Казалось, будто власти не в состоянии признать, что Берлину грозит опасность. Хотя Красная армия стояла всего лишь в 32 милях от города, никто не подал сигнал тревоги, не сделал официального заявления. Берлинцы прекрасно [295] знали, что русские начали наступление. Глухие артиллерийские раскаты были первым признаком, затем появились беженцы. Новости передавались по телефону, из уст в уста, но до сих пор они были обрывочными и противоречивыми и в отсутствие серьезной информации порождали дикие предположения и слухи. Некоторые говорили, что русские всего в десяти милях, даже ближе, другие слышали, что враг вышел на восточные окраины. Никто точно не знал, какова ситуация, однако большинство берлинцев теперь верило, что дни города сочтены, что началась его предсмертная агония.

И как ни поразительно, люди продолжали заниматься своими делами. Они нервничали, им было все труднее сохранять видимость нормальной жизни, но все старались.

На каждой остановке молочника Рихарда Погановска донимали вопросами. Его покупатели явно полагали, что он знает больше кого бы то ни было. Однако обычно бодрый Погановска не мог ничего ответить: он боялся, как и его клиенты.
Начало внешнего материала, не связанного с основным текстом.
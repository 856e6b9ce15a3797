//! Item and stock movement endpoints

use axum::extract::{Path, Query, State};
use axum::Json;
use serde::Deserialize;
use serde_json::{json, Value};
use std::sync::Arc;

use crate::application::{ApiResult, AppState};
use crate::domain::entities::movement::MoveType;
use crate::persistence::models::{CreateMovement, ItemSummary};

/// GET /items
pub async fn list_items(State(state): State<Arc<AppState>>) -> ApiResult<Vec<ItemSummary>> {
    let items = state
        .items
        .list_summary()
        .await
        .map_err(|e| state.reply_error(e.into()))?;

    Ok(Json(items))
}

#[derive(Debug, Deserialize)]
pub struct RecordMovementRequest {
    #[serde(default)]
    pub move_type: String,
    #[serde(default)]
    pub qty: i64,
    #[serde(default)]
    pub note: String,
}

/// POST /items/:item_id/movements
pub async fn record_movement(
    State(state): State<Arc<AppState>>,
    Path(item_id): Path<i64>,
    Json(req): Json<RecordMovementRequest>,
) -> ApiResult<Value> {
    let move_type =
        MoveType::parse(&req.move_type).map_err(|e| state.reply_error(e.into()))?;

    state
        .recorder
        .record(CreateMovement {
            item_id,
            move_type,
            qty: req.qty,
            note: req.note,
        })
        .await
        .map_err(|e| state.reply_error(e))?;

    Ok(Json(json!({"ok": true})))
}

#[derive(Debug, Deserialize)]
pub struct MovementWindow {
    pub days: Option<i64>,
}

/// GET /items/:item_id/movements?days=N
pub async fn list_movements(
    State(state): State<Arc<AppState>>,
    Path(item_id): Path<i64>,
    Query(window): Query<MovementWindow>,
) -> ApiResult<Vec<Value>> {
    let days = window.days.unwrap_or(30);

    let movements = state
        .recorder
        .list_window(item_id, days)
        .await
        .map_err(|e| state.reply_error(e))?;

    let rows = movements
        .iter()
        .map(|m| {
            json!({
                "ts": m.created_at,
                "move_type": m.move_type,
                "qty": m.qty,
                "note": m.note,
            })
        })
        .collect();

    Ok(Json(rows))
}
В гостиной дома высокопоставленного нациста из почтового ведомства все еще висел портрет Адольфа Гитлера, но даже это уже не утешало Рихарда.

Он обрадовался, увидев своего юного друга, тринадцатилетнюю Додо Маркардт, терпеливо поджидающую на углу во Фриденау. Она часто проезжала с ним пару кварталов и неизменно поднимала его настроение. Додо села рядом с его собачкой Полди и принялась весело болтать, но сегодня Рихарду трудно было сосредоточиться. На стенах полуразрушенных зданий появились написанные краской призывы, и он без энтузиазма разглядывал их: «Берлин останется немецким», «Победа или рабство», «Вена снова будет немецкой» и «Кто верит в Гитлера, верит в победу». Погановска остановился там, где всегда оставлял Додо, и снял девочку с тележки. Она улыбнулась: «До завтра, господин молочник». — «До завтра, Додо». Рихард Погановска снова взобрался в тележку, тоскливо размышляя, сколько еще «завтра» у них осталось.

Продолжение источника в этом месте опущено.